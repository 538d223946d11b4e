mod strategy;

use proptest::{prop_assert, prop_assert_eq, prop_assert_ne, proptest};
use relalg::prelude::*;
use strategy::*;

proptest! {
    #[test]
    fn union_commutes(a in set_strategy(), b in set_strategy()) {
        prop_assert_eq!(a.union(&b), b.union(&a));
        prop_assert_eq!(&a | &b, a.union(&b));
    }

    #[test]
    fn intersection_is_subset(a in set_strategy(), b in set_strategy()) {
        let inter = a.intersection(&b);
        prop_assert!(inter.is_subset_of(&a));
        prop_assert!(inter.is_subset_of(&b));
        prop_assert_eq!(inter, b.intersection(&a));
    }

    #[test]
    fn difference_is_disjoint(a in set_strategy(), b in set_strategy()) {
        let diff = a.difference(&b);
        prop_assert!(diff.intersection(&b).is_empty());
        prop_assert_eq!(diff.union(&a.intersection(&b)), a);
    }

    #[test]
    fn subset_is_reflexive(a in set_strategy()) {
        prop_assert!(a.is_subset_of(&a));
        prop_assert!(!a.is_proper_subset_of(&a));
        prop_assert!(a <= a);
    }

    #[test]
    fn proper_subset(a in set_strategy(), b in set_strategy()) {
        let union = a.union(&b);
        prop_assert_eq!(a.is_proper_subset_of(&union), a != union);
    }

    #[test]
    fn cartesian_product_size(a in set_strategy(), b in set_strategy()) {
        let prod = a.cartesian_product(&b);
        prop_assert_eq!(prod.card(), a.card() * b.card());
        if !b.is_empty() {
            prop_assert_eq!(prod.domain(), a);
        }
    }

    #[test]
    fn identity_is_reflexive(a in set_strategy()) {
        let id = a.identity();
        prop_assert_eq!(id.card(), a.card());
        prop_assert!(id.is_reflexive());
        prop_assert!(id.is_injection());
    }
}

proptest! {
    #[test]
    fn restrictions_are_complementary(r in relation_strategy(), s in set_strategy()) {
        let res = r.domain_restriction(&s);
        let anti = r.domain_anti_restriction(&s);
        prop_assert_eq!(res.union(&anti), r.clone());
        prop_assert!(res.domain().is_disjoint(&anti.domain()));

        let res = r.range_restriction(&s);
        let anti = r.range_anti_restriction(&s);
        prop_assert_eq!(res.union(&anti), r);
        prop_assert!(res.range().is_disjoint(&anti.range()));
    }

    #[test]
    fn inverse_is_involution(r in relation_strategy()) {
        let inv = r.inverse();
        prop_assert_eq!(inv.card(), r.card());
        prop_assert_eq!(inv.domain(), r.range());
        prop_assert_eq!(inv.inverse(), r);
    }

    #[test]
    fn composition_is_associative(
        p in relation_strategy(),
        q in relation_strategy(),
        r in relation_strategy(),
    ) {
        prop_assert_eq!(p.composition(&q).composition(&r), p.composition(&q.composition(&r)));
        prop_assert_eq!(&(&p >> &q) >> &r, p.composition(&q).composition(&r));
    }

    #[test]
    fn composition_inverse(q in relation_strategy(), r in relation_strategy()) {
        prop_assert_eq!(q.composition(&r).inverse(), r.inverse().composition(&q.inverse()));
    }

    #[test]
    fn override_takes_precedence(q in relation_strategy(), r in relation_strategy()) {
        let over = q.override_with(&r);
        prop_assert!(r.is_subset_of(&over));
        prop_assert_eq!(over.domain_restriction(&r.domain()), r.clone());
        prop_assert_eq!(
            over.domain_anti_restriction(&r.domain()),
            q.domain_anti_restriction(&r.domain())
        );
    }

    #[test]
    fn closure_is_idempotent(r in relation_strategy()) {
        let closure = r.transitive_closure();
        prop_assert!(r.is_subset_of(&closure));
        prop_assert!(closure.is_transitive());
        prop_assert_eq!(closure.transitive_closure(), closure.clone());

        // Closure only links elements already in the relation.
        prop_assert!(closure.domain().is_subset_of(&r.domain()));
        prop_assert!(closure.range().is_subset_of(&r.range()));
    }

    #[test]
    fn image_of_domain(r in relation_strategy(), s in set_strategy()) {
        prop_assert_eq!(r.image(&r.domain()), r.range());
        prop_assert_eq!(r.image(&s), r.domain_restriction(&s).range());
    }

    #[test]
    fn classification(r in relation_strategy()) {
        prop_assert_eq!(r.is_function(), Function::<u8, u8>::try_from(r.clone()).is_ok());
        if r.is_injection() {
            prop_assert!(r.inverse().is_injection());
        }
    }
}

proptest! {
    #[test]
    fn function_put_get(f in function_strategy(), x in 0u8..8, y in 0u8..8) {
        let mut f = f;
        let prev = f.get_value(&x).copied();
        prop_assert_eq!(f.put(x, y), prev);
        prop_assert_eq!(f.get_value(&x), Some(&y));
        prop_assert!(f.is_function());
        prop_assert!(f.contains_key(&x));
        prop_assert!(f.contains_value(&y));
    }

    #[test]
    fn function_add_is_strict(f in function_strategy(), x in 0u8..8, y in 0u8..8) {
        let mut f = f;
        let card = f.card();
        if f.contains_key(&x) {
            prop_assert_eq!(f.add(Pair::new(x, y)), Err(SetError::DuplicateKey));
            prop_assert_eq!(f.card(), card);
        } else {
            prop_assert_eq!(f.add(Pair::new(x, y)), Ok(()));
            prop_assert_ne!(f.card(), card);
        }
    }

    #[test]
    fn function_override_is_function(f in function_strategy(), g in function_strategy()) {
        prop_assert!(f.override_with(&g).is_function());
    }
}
= = = = =
# [Problem]
Find all lines in the records that hold the word "card". Copy them.

# [Written answer]
        prop_assert_eq!(prod.card(), a.card() * b.card());
        prop_assert_eq!(id.card(), a.card());
        prop_assert_eq!(inv.card(), r.card());
        let card = f.card();
            prop_assert_eq!(f.card(), card);
            prop_assert_ne!(f.card(), card);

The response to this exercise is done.